◆ **Work instruction**
This task calls for copying each line below that contains "LandmarkDetector".

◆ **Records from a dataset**
'''

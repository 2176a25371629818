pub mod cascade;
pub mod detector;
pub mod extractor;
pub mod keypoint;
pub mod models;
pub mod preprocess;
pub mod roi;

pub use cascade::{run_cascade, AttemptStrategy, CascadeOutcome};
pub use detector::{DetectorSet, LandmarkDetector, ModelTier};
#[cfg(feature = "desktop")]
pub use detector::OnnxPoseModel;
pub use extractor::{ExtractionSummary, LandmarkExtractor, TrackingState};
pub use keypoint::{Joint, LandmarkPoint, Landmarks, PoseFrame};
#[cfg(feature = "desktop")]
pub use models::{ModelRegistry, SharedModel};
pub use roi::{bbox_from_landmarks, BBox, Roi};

'''
'''

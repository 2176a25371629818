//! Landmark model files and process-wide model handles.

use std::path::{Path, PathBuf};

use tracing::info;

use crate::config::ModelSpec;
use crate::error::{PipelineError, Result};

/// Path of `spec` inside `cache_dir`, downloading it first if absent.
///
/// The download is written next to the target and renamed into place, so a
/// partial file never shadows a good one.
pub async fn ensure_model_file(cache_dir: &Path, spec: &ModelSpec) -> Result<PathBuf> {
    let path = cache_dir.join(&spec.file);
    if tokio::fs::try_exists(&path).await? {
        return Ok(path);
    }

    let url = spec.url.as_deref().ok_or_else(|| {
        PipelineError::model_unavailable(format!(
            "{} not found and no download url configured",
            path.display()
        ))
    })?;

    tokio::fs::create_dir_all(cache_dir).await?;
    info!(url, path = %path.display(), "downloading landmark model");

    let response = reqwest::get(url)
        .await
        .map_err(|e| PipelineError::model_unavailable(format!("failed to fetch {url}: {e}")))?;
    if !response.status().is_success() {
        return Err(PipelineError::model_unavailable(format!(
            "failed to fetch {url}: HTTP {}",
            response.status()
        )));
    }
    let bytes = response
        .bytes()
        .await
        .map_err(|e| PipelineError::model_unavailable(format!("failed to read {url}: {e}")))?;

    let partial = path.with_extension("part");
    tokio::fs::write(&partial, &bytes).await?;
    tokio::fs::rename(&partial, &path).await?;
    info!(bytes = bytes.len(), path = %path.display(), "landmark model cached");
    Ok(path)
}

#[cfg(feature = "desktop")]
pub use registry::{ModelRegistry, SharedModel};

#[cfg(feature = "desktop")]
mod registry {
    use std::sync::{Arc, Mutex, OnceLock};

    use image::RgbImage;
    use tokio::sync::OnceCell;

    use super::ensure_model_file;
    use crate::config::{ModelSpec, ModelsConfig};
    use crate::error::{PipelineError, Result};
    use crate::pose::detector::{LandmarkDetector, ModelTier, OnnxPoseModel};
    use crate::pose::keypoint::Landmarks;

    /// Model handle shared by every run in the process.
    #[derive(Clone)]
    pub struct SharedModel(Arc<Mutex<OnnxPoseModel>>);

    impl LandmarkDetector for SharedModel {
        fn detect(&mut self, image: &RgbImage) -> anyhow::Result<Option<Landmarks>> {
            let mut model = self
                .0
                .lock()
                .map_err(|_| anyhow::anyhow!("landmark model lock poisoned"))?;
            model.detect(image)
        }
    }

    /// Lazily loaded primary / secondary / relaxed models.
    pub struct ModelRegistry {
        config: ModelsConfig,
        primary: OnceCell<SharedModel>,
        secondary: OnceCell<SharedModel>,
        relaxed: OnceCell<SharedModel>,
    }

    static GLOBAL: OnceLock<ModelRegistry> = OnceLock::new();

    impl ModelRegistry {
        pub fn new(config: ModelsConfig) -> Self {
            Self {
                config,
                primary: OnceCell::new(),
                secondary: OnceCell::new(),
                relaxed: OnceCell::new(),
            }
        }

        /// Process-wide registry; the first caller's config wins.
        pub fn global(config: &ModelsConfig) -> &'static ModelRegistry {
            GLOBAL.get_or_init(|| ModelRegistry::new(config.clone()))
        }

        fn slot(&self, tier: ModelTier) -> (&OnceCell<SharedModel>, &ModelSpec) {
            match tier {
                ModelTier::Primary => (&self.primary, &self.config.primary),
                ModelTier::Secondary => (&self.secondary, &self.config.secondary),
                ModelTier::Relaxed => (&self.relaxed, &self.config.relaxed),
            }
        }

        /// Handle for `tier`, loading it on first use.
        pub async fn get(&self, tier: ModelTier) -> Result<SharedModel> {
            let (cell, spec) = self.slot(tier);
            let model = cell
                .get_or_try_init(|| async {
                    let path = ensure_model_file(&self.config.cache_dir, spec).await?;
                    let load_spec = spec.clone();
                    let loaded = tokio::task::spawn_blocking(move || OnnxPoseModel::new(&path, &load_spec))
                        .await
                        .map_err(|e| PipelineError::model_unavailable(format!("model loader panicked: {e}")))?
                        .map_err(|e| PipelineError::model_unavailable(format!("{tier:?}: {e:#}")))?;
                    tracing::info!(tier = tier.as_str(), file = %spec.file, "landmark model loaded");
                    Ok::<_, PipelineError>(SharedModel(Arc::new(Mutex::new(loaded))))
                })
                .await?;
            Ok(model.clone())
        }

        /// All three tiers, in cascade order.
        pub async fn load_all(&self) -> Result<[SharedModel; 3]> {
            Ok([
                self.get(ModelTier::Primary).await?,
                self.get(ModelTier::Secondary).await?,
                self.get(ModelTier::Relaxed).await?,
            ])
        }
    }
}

'''
'''

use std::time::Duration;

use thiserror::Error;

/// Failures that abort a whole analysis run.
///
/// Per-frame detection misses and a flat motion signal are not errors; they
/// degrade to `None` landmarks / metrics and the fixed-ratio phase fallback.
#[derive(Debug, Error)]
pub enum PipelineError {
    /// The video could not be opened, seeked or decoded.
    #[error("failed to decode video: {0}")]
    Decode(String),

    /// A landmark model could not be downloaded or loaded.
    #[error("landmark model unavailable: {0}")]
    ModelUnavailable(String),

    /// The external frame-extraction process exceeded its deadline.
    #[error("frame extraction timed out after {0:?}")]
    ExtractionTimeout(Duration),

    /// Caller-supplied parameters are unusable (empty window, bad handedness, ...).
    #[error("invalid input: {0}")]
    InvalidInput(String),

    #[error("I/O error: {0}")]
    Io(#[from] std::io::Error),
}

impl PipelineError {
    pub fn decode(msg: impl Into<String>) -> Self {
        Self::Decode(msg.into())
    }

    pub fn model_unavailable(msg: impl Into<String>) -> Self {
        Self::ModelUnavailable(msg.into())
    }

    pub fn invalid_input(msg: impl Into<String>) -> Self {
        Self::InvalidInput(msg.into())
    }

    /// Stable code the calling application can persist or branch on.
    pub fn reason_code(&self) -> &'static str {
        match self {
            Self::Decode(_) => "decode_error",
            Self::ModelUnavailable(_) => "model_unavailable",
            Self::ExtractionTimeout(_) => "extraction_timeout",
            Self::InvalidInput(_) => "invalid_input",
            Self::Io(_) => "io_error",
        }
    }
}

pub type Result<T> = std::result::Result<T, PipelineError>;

'''

◆ **Output below**
pub use detector::{DetectorSet, LandmarkDetector, ModelTier};
    use crate::pose::detector::{LandmarkDetector, ModelTier, OnnxPoseModel};
    impl LandmarkDetector for SharedModel {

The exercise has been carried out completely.